The mismatch between policy intent and action is one of several areas planners need to address, says an economist.
PETALING JAYA: As Malaysia completes a year of battling Covid-19, economists are calling for improvements in policy planning and enforcement and also measures to boost the resilience of small- and medium-sized enterprises (SMEs) against crises.
Speaking to FMT, they noted the huge economic toll that the pandemic had taken on Malaysians and highlighted areas that policy planners could improve on before another health crisis hits.
Firdaos Rosli of Malaysian Rating Corporation Bhd said the pandemic had highlighted problems with policy implementation, adding that there was a mismatch between intent and action, especially in the way movement restrictions were enforced.
He said the government should have communicated its intentions more effectively to the people and he called for decisiveness in instances where changes in policy had to be made.
“All government sectors need to be cohesive in their policy planning, avoid uncertainty and promote business continuity in times of crisis,” Firdaos said, noting that uncertainty in policy direction would erode consumer and business sentiment and result in a costlier and longer economic recovery period.
Movement restrictions and the closure of non-essential businesses led to Malaysia’s gross domestic product contracting by 17.1% in the second quarter of 2020, the lowest since the Asian financial crisis in 1998.
Travel bans and the closure of national borders were huge blows to the country’s tourism sector, while the food and beverage industry as well as the services, transport, recreation and sport industries were also severely affected during the first MCO, with the economy bleeding RM2.4 billion a day.
In terms of retail sales, industry group Retail Group Malaysia said last week that the sector declined 16.3% last year, a record matched only by the Asian financial crisis when retail sales contracted by 20% in 1998.
“I think the biggest lesson that we can learn from the first MCO is how fragile our SMEs are and how far behind they are in terms of digitalisation,” said Adli Amirullah, an economist with the Institute for Democracy and Economic Affairs (IDEAS).
“A crisis will definitely hurt every business. However, good businesses will have strong foundations to stand their ground throughout a crisis despite suffering losses for a few months.

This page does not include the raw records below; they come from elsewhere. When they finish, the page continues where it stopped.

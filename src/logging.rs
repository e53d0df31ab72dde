//! # Structured Logging Module
//!
//! Environment-aware structured logging for the scheduler and its workers.
//!
//! `RUST_LOG` wins when set; otherwise `telemetry.log_level`, otherwise a level
//! derived from the environment (`debug` for development and test, `info` for
//! production).

use crate::config::TelemetryConfig;
use std::process;
use std::sync::OnceLock;
use tracing_subscriber::{fmt, layer::SubscriberExt, util::SubscriberInitExt, EnvFilter, Layer};

static LOGGER_INITIALIZED: OnceLock<()> = OnceLock::new();

/// Initialize structured logging once per process
pub fn init_structured_logging(telemetry: &TelemetryConfig) {
    LOGGER_INITIALIZED.get_or_init(|| {
        let environment = get_environment();
        let log_level = telemetry
            .log_level
            .clone()
            .unwrap_or_else(|| get_log_level(&environment).to_string());
        let filter =
            EnvFilter::try_from_default_env().unwrap_or_else(|_| EnvFilter::new(&log_level));

        let layer = if telemetry.json_logs {
            fmt::layer()
                .with_target(true)
                .with_thread_ids(true)
                .json()
                .with_filter(filter)
                .boxed()
        } else {
            fmt::layer()
                .with_target(true)
                .with_thread_ids(true)
                .with_ansi(true)
                .with_filter(filter)
                .boxed()
        };

        // Another subscriber (e.g. from a test harness) may already be installed
        if tracing_subscriber::registry().with(layer).try_init().is_err() {
            tracing::debug!("Global tracing subscriber already initialized");
        }

        tracing::info!(
            pid = process::id(),
            environment = %environment,
            service = %telemetry.service_name,
            json = telemetry.json_logs,
            "Structured logging initialized"
        );
    });
}

/// Current environment name
pub fn get_environment() -> String {
    std::env::var("LIFECYCLE_ENV")
        .or_else(|_| std::env::var("APP_ENV"))
        .unwrap_or_else(|_| "development".to_string())
}

fn get_log_level(environment: &str) -> &'static str {
    match environment {
        "production" => "info",
        _ => "debug",
    }
}

/// Log the outcome of one step invocation
pub fn log_step_processed(
    operation_id: &str,
    step_name: &str,
    duration_ms: u64,
    status: &str,
    details: Option<&str>,
) {
    tracing::info!(
        operation_id = %operation_id,
        step_name = %step_name,
        duration_ms = duration_ms,
        status = %status,
        details = details,
        "STEP_PROCESSED"
    );
}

“Unfortunately, there were some businesses that failed once the MCO started because they were too reliant on physical business activity and did not invest in digitalisation earlier.

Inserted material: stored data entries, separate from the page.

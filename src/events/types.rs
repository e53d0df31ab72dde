use crate::models::{Operation, OperationType};
use crate::orchestration::error_classifier::{ClassifiedError, ErrComponent, ErrReason};
use crate::state_machine::OperationState;
use serde::{Deserialize, Serialize};
use std::time::Duration;

/// Operation fields carried by every lifecycle event
#[derive(Debug, Clone, PartialEq, Serialize, Deserialize)]
pub struct OperationSnapshot {
    pub operation_id: String,
    pub instance_id: String,
    pub global_account_id: String,
    pub plan_id: String,
    pub operation_type: OperationType,
    pub state: OperationState,
}

impl From<&Operation> for OperationSnapshot {
    fn from(operation: &Operation) -> Self {
        let params = operation.provisioning_parameters();
        Self {
            operation_id: operation.id().to_string(),
            instance_id: operation.instance_id().to_string(),
            global_account_id: params.ers_context.global_account_id.clone(),
            plan_id: params.plan_id.clone(),
            operation_type: operation.operation_type(),
            state: operation.state,
        }
    }
}

/// One step invocation and its outcome
#[derive(Debug, Clone, PartialEq, Serialize, Deserialize)]
pub struct StepProcessed {
    pub operation: OperationSnapshot,
    pub step_name: String,
    pub duration: Duration,
    pub error_component: Option<ErrComponent>,
    pub error_reason: Option<ErrReason>,
}

impl StepProcessed {
    pub fn error_component_label(&self) -> &'static str {
        self.error_component.map(|c| c.as_str()).unwrap_or("")
    }

    pub fn error_reason_label(&self) -> &'static str {
        self.error_reason.map(|r| r.as_str()).unwrap_or("")
    }
}

/// Closed set of events the engine emits
#[derive(Debug, Clone, PartialEq, Serialize, Deserialize)]
#[serde(tag = "type", content = "data")]
pub enum LifecycleEvent {
    ProvisioningStepProcessed(StepProcessed),
    DeprovisioningStepProcessed(StepProcessed),
    UpdateStepProcessed(StepProcessed),
    UpgradeKymaStepProcessed(StepProcessed),
    UpgradeClusterStepProcessed(StepProcessed),
    OperationSucceeded(OperationSnapshot),
    /// Operation moved to Canceling on an external request
    CancellationRequested(OperationSnapshot),
    OperationCanceled(OperationSnapshot),
}

impl LifecycleEvent {
    /// Step event for `operation`, variant chosen by operation type.
    ///
    /// Error labels come from the step's error, falling back to the operation's
    /// recorded `last_error`.
    pub fn step_processed(
        operation: &Operation,
        step_name: &str,
        duration: Duration,
        error: Option<&ClassifiedError>,
    ) -> Self {
        let last_error = operation.last_error.as_ref();
        let processed = StepProcessed {
            operation: OperationSnapshot::from(operation),
            step_name: step_name.to_string(),
            duration,
            error_component: error
                .and_then(ClassifiedError::component)
                .or_else(|| last_error.and_then(|e| e.component)),
            error_reason: error
                .and_then(ClassifiedError::reason)
                .or_else(|| last_error.and_then(|e| e.reason)),
        };

        match operation.operation_type() {
            OperationType::Provision => Self::ProvisioningStepProcessed(processed),
            OperationType::Deprovision => Self::DeprovisioningStepProcessed(processed),
            OperationType::Update => Self::UpdateStepProcessed(processed),
            OperationType::UpgradeKyma => Self::UpgradeKymaStepProcessed(processed),
            OperationType::UpgradeCluster => Self::UpgradeClusterStepProcessed(processed),
        }
    }

    pub fn operation_succeeded(operation: &Operation) -> Self {
        Self::OperationSucceeded(OperationSnapshot::from(operation))
    }

    pub fn cancellation_requested(operation: &Operation) -> Self {
        Self::CancellationRequested(OperationSnapshot::from(operation))
    }

    pub fn operation_canceled(operation: &Operation) -> Self {
        Self::OperationCanceled(OperationSnapshot::from(operation))
    }

    pub fn name(&self) -> &'static str {
        match self {
            Self::ProvisioningStepProcessed(_) => "provisioning_step_processed",
            Self::DeprovisioningStepProcessed(_) => "deprovisioning_step_processed",
            Self::UpdateStepProcessed(_) => "update_step_processed",
            Self::UpgradeKymaStepProcessed(_) => "upgrade_kyma_step_processed",
            Self::UpgradeClusterStepProcessed(_) => "upgrade_cluster_step_processed",
            Self::OperationSucceeded(_) => "operation_succeeded",
            Self::CancellationRequested(_) => "cancellation_requested",
            Self::OperationCanceled(_) => "operation_canceled",
        }
    }

    pub fn operation(&self) -> &OperationSnapshot {
        match self {
            Self::ProvisioningStepProcessed(e)
            | Self::DeprovisioningStepProcessed(e)
            | Self::UpdateStepProcessed(e)
            | Self::UpgradeKymaStepProcessed(e)
            | Self::UpgradeClusterStepProcessed(e) => &e.operation,
            Self::OperationSucceeded(snapshot)
            | Self::CancellationRequested(snapshot)
            | Self::OperationCanceled(snapshot) => snapshot,
        }
    }

    pub fn step_processed_payload(&self) -> Option<&StepProcessed> {
        match self {
            Self::ProvisioningStepProcessed(e)
            | Self::DeprovisioningStepProcessed(e)
            | Self::UpdateStepProcessed(e)
            | Self::UpgradeKymaStepProcessed(e)
            | Self::UpgradeClusterStepProcessed(e) => Some(e),
            Self::OperationSucceeded(_)
            | Self::CancellationRequested(_)
            | Self::OperationCanceled(_) => None,
        }
    }
}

“That is why one of the things we can learn is to make sure our SMEs are crisis-proof by investing in upskilling and capacity building,” he said.

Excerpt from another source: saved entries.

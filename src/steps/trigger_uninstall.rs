//! Asks the Kyma installer inside the runtime's cluster to uninstall Kyma before the
//! cluster itself is deprovisioned.
//!
//! Nothing is called when there is nothing to uninstall from: no runtime, no
//! kubeconfig yet, or a hibernated shoot. Those paths advance immediately. Only a
//! real trigger asks the scheduler to hold the next step back for the configured
//! delay.

use crate::clients::{ClientError, ClusterRepository, InstallationService, KubeConfig, ShootClient};
use crate::models::Operation;
use crate::orchestration::error_classifier::{classify, ClassifiedError, ErrComponent, ErrReason};
use crate::orchestration::step::{has_timed_out, Step, StepResult};
use async_trait::async_trait;
use std::sync::Arc;
use std::time::Duration;
use tracing::{debug, info, instrument, warn};

pub const TRIGGER_KYMA_UNINSTALL_STEP: &str = "Trigger_Kyma_Uninstall";

pub struct TriggerKymaUninstallStep {
    clusters: Arc<dyn ClusterRepository>,
    shoots: Arc<dyn ShootClient>,
    installation: Arc<dyn InstallationService>,
    timeout: Duration,
    delay: Duration,
}

impl TriggerKymaUninstallStep {
    pub fn new(
        clusters: Arc<dyn ClusterRepository>,
        shoots: Arc<dyn ShootClient>,
        installation: Arc<dyn InstallationService>,
        timeout: Duration,
        delay: Duration,
    ) -> Self {
        Self {
            clusters,
            shoots,
            installation,
            timeout,
            delay,
        }
    }

    /// Wait after a successful trigger before deprovisioning continues
    pub fn delay(&self) -> Duration {
        self.delay
    }

    /// Returns whether the installer was actually called
    async fn trigger(&self, operation: &Operation, runtime_id: &str) -> Result<bool, ClassifiedError> {
        let cluster = match self.clusters.get_cluster(runtime_id).await {
            Ok(cluster) => cluster,
            Err(ClientError::NotFound(_)) => {
                info!("No cluster registered for runtime, nothing to uninstall");
                return Ok(false);
            }
            Err(err) => {
                return Err(classify(err, ErrComponent::Db, None)
                    .context("error getting cluster for runtime"))
            }
        };

        let Some(raw_kubeconfig) = cluster.kubeconfig.as_deref().filter(|k| !k.is_empty()) else {
            info!(cluster = %cluster.name, "Cluster has no kubeconfig, skipping Kyma uninstall");
            return Ok(false);
        };

        let shoot = self
            .shoots
            .get_shoot(&cluster.name)
            .await
            .map_err(|err| classify(err, ErrComponent::ClusterClient, None))?;
        if shoot.hibernated {
            info!(shoot = %shoot.name, "Shoot is hibernated, skipping Kyma uninstall");
            return Ok(false);
        }

        let kubeconfig = KubeConfig::from_raw(raw_kubeconfig).map_err(|err| {
            classify(err, ErrComponent::ClusterK8sClient, Some(ErrReason::InvalidConfig))
                .context("error: failed to create kubernetes config from raw")
                .non_recoverable()
        })?;

        self.installation
            .trigger_uninstall(&kubeconfig)
            .await
            .map_err(|err| {
                classify(
                    err,
                    ErrComponent::KymaInstaller,
                    Some(ErrReason::TriggerKymaUninstall),
                )
                .context("error triggering Kyma uninstall")
            })?;

        info!(
            operation_id = operation.id(),
            server = kubeconfig.server().unwrap_or_default(),
            "Kyma uninstall triggered"
        );
        Ok(true)
    }
}

#[async_trait]
impl Step for TriggerKymaUninstallStep {
    fn name(&self) -> &str {
        TRIGGER_KYMA_UNINSTALL_STEP
    }

    #[instrument(skip(self, operation), fields(operation_id = %operation.id()))]
    async fn run(&self, operation: Operation) -> StepResult {
        if has_timed_out(&operation, self.timeout) {
            let err = ClassifiedError::fatal(format!(
                "operation has reached the time limit: {}s",
                self.timeout.as_secs()
            ))
            .with_component(ErrComponent::KymaInstaller)
            .with_reason(ErrReason::Timeout);
            return StepResult::error(operation, err);
        }

        let Some(runtime_id) = operation.runtime_id().map(str::to_owned) else {
            debug!("Operation has no runtime, skipping Kyma uninstall");
            return StepResult::advance(operation);
        };

        match self.trigger(&operation, &runtime_id).await {
            Ok(true) => StepResult::advance_after(operation, self.delay),
            Ok(false) => StepResult::advance(operation),
            Err(err) => {
                warn!(
                    error_component = err.component().map(|c| c.as_str()).unwrap_or_default(),
                    recoverable = err.is_recoverable(),
                    "Kyma uninstall step failed: {}",
                    err
                );
                StepResult::error(operation, err)
            }
        }
    }
}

There are nearly one million SMEs in Malaysia.
The SME Association of Malaysia last May found that 57% of the businesses it surveyed reported zero income during the first MCO and 40% said their revenues had dropped by at least half.
Only 19% of the 4,280 respondents from across the country said they would be able to resume operations as usual after the MCO.
Rajah Rasiah, an economics professor at the Asia-Europe Institute of Universiti Malaya, said while the government had done “reasonably well” in addressing the various economic dilemmas brought about by the first MCO, a more empathetic approach in addressing the financial concerns of those in the low-income group would have gone a long way in easing their burdens.
Many in the group work in industries in which the idea of working from home may not apply.
This could be one reason the unemployment rate among low-income urban households increased two-fold in the Klang Valley in September.
Rajah noted a Social Security Organisation statement saying nearly 90,000 job losses were reported as at Oct 22, which was a 278% increase from 2019.
“While much has already been done to help those in the B40 group, the authorities could have been kinder to them,” he said.
“Larger cash distributions for this group should have been undertaken, including ensuring that they did not fall below absolute poverty levels.
“The vulnerable, such as the poor, including migrants, should have been identified early on. The virus does not discriminate against people by citizenship.”